Which comes first, the data or the data science team? The value of data is fairly incontrovertible today and businesses have increasingly large volumes to contend with. Deriving value from your data is a job that requires expertise and specialist resources – it’s an investment worth making but when, and how, do you make it and what can you do if you already have an in-house data science team that simply isn’t delivering?
Building, or enhancing, your data science team
Data is a golden key, opening up your business to improvements in operational performance, creating a competitive edge and making more of an impact. Having a strong team makes all the difference when it comes to ensuring that investments you make in data will actually deliver. For many organisations this is going to mean a balance of internal and external support. However, whether you’re building an entire team internally from the ground up, working exclusively with consultants, or balancing the two, you’ll need to have a solid basis for your approach.
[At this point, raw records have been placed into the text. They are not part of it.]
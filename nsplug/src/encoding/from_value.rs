//! Dynamic → host decoding for statically known targets.

use super::error::{index_path, key_path, ConversionError, ConversionResult};
use super::shape::{
    decode_at, decode_float, decode_int, decode_string, mismatch, FloatKind, IntKind, Shape,
};
use super::to_value::KeyType;
use crate::value::Value;
use std::collections::{BTreeMap, HashMap};
use std::hash::Hash;

/// Conversion of a [`Value`] into a statically typed host value.
pub trait FromValue: Sized {
    /// The shape this type decodes from; used to describe function parameters.
    fn shape() -> Shape;

    fn from_value_at(value: &Value, path: &str) -> ConversionResult<Self>;

    fn from_value(value: &Value) -> ConversionResult<Self> {
        Self::from_value_at(value, "$")
    }
}

impl FromValue for Value {
    fn shape() -> Shape {
        Shape::Any
    }

    fn from_value_at(value: &Value, _path: &str) -> ConversionResult<Self> {
        Ok(value.clone())
    }
}

impl FromValue for bool {
    fn shape() -> Shape {
        Shape::Bool
    }

    fn from_value_at(value: &Value, path: &str) -> ConversionResult<Self> {
        match value {
            Value::Bool(b) => Ok(*b),
            other => Err(mismatch(other, &Shape::Bool, path)),
        }
    }
}

macro_rules! int_from_value {
    ($($t:ty => $kind:expr),* $(,)?) => {
        $(
            impl FromValue for $t {
                fn shape() -> Shape {
                    Shape::Int($kind)
                }

                fn from_value_at(value: &Value, path: &str) -> ConversionResult<Self> {
                    // decode_int has already checked the bounds of $kind
                    decode_int(value, $kind, path).map(|n| n as $t)
                }
            }
        )*
    };
}

int_from_value!(
    i8 => IntKind::I8,
    i16 => IntKind::I16,
    i32 => IntKind::I32,
    i64 => IntKind::I64,
    isize => IntKind::Isize,
    u8 => IntKind::U8,
    u16 => IntKind::U16,
    u32 => IntKind::U32,
    u64 => IntKind::U64,
    usize => IntKind::Usize,
);

impl FromValue for f32 {
    fn shape() -> Shape {
        Shape::Float(FloatKind::F32)
    }

    fn from_value_at(value: &Value, path: &str) -> ConversionResult<Self> {
        decode_float(value, FloatKind::F32, path).map(|f| f as f32)
    }
}

impl FromValue for f64 {
    fn shape() -> Shape {
        Shape::Float(FloatKind::F64)
    }

    fn from_value_at(value: &Value, path: &str) -> ConversionResult<Self> {
        decode_float(value, FloatKind::F64, path)
    }
}

impl FromValue for String {
    fn shape() -> Shape {
        Shape::String
    }

    fn from_value_at(value: &Value, path: &str) -> ConversionResult<Self> {
        decode_string(value, path)
    }
}

impl<T: FromValue> FromValue for Option<T> {
    fn shape() -> Shape {
        Shape::Optional(Box::new(T::shape()))
    }

    fn from_value_at(value: &Value, path: &str) -> ConversionResult<Self> {
        match value {
            Value::Null | Value::Undefined => Ok(None),
            other => T::from_value_at(other, path).map(Some),
        }
    }
}

impl<T: FromValue> FromValue for Vec<T> {
    fn shape() -> Shape {
        Shape::List(Box::new(T::shape()))
    }

    fn from_value_at(value: &Value, path: &str) -> ConversionResult<Self> {
        match value {
            Value::List(items) => items
                .iter()
                .enumerate()
                .map(|(i, item)| T::from_value_at(item, &index_path(path, i)))
                .collect(),
            other => Err(mismatch(other, &Self::shape(), path)),
        }
    }
}

fn decode_entries<K, V, C>(value: &Value, path: &str) -> ConversionResult<C>
where
    K: KeyType,
    V: FromValue,
    C: FromIterator<(K, V)>,
{
    let shape = Shape::Map(Box::new(V::shape()));
    let entries = match value {
        Value::Map(entries) => entries,
        other => return Err(mismatch(other, &shape, path)),
    };

    entries
        .iter()
        .map(|(k, v)| -> ConversionResult<(K, V)> {
            let entry_path = key_path(path, k);
            let key = K::from_map_key(k).ok_or_else(|| ConversionError::TypeMismatch {
                expected: format!("{} key", K::key_type_name()),
                actual: format!("{} key", k.type_name()),
                path: entry_path.clone(),
            })?;
            Ok((key, V::from_value_at(v, &entry_path)?))
        })
        .collect()
}

impl<K, V> FromValue for HashMap<K, V>
where
    K: KeyType + Eq + Hash,
    V: FromValue,
{
    fn shape() -> Shape {
        Shape::Map(Box::new(V::shape()))
    }

    fn from_value_at(value: &Value, path: &str) -> ConversionResult<Self> {
        decode_entries(value, path)
    }
}

impl<K, V> FromValue for BTreeMap<K, V>
where
    K: KeyType + Ord,
    V: FromValue,
{
    fn shape() -> Shape {
        Shape::Map(Box::new(V::shape()))
    }

    fn from_value_at(value: &Value, path: &str) -> ConversionResult<Self> {
        decode_entries(value, path)
    }
}

/// Decodes a value into an explicit shape and then into `T`, for callers
/// holding a runtime shape rather than a static type.
///
/// A top-level integer shape is only range-checked, so `u64` values above
/// `i64::MAX` reach `T` intact. Integers nested in containers are still
/// normalized through the 64-bit signed model.
pub fn decode_as<T: FromValue>(value: &Value, shape: &Shape) -> ConversionResult<T> {
    match shape {
        Shape::Int(kind) => {
            decode_int(value, *kind, "$")?;
            T::from_value(value)
        }
        _ => T::from_value(&decode_at(value, shape, "$")?),
    }
}
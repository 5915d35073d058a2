//! Engine tuning and plugin configuration loading.

use crate::error::{Error, Result};
use crate::framework::Context;
use crate::value::{MapKey, Value};
use serde::{Deserialize, Serialize};
use std::time::Duration;

/// Settings for the resolution engine itself, as opposed to the plugin
/// configuration handed to the root.
#[derive(Debug, Clone, PartialEq, Eq, Serialize, Deserialize)]
#[serde(default)]
pub struct EngineConfig {
    /// Extra time an execution namespace is kept past its deadline.
    pub expiry_grace_ms: u64,
}

impl Default for EngineConfig {
    fn default() -> Self {
        Self { expiry_grace_ms: 0 }
    }
}

impl EngineConfig {
    pub fn from_toml_str(content: &str) -> Result<Self> {
        toml::from_str(content).map_err(|e| Error::EngineConfig(e.to_string()))
    }

    pub fn from_file(path: &str) -> Result<Self> {
        let content = std::fs::read_to_string(path)
            .map_err(|e| Error::EngineConfig(format!("failed to read {path}: {e}")))?;
        Self::from_toml_str(&content)
    }

    /// Defaults overridden by `NSPLUG_EXPIRY_GRACE_MS` when set.
    pub fn from_env() -> Result<Self> {
        let mut config = Self::default();
        if let Ok(grace) = std::env::var("NSPLUG_EXPIRY_GRACE_MS") {
            config.expiry_grace_ms = grace.trim().parse().map_err(|_| {
                Error::EngineConfig(format!("NSPLUG_EXPIRY_GRACE_MS is not a number: {grace}"))
            })?;
        }
        Ok(config)
    }

    pub fn expiry_grace(&self) -> Duration {
        Duration::from_millis(self.expiry_grace_ms)
    }
}

/// Parses a TOML document into the configuration map passed to a root.
///
/// Datetimes become strings; everything else maps to the matching value
/// kind.
pub fn plugin_config_from_toml(content: &str) -> Result<Context> {
    let table: toml::Table = content
        .parse()
        .map_err(|e: toml::de::Error| Error::EngineConfig(e.to_string()))?;
    Ok(table
        .into_iter()
        .map(|(k, v)| (k, toml_to_value(v)))
        .collect())
}

fn toml_to_value(value: toml::Value) -> Value {
    match value {
        toml::Value::String(s) => Value::String(s),
        toml::Value::Integer(i) => Value::Int(i),
        toml::Value::Float(f) => Value::Float(f),
        toml::Value::Boolean(b) => Value::Bool(b),
        toml::Value::Datetime(d) => Value::String(d.to_string()),
        toml::Value::Array(items) => Value::List(items.into_iter().map(toml_to_value).collect()),
        toml::Value::Table(table) => Value::Map(
            table
                .into_iter()
                .map(|(k, v)| (MapKey::String(k), toml_to_value(v)))
                .collect(),
        ),
    }
}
Focus on the problems, not the platform
Before you start making investments in technology, or hiring people, look at what your business needs, and is hoping to achieve, with the resources that are going to be directed at data. This means identifying your objectives and also your strategic challenges. Look at where the business is right now and where all stakeholders would like it to be further down the line. Although it can be done retrospectively if necessary, this is a process that is more beneficial if completed before making investments in tech, such as analytics platforms.
Review the internal talent you already have
When you’re building a data science team it’s not just about transplanting external experts into your business. Sometimes, the best place to start is with those already employed who are close to your current issues. Who has the skills, aptitude and passion to make a contribution?
Where are the skills gaps?
When you review the team you’ve already built, or the expertise that is available internally to create a team, you’ll be able to start looking at the skills gaps that you need to fill. Identifying missing expertise may not be obvious if your business doesn’t have a wealth of experience with data – we don’t know what we don’t know after all. This is something a partner like Samuylov.ai can help with, offering experienced insight into where the hidden gaps might be.
Start with the low-hanging fruit
Once you’ve established a team you need to test it out, not just in terms of whether you have the right balance of expertise but also how well everyone works together. Begin with small, achievable tasks to build confidence and give everyone in the team the chance to start collaborating effectively.
Troubleshooting issues
If you have already invested in building a team in-house and you’re not seeing results then it’s time to review your approach. One of the biggest issues we tend to see is where data scientists have been blindly hired before a productive working environment has been established for them. This can result in deliverables that don’t meet expectations and a team that feels they have little, or no, opportunity to apply their skills. Demotivated data scientists may even begin to look elsewhere, which is a waste of investment and valuable people.
Where Samuylov.ai can help
We can support you in building a productive data science team or show you how to do more with the data scientists you’ve already hired. Our approach is bespoke, tailored to your business’ needs – among other things, we will:
- Help you focus on the skills you really need internally to make an investment in data productive and cost-effective.
- Identify missing expertise. Help you source, and hire, the right people.
- Provide insightful guidance on how to make improvements and establish a strategy to ensure effective growth of your AI/ML capabilities.
Just as the chicken vs egg conundrum is unanswerable there is no one-size-fits-all solution when it comes to building a data science team. The key is to know where you’re trying to go with your investment and, if you’re not sure how to get there, to partner with those who can help.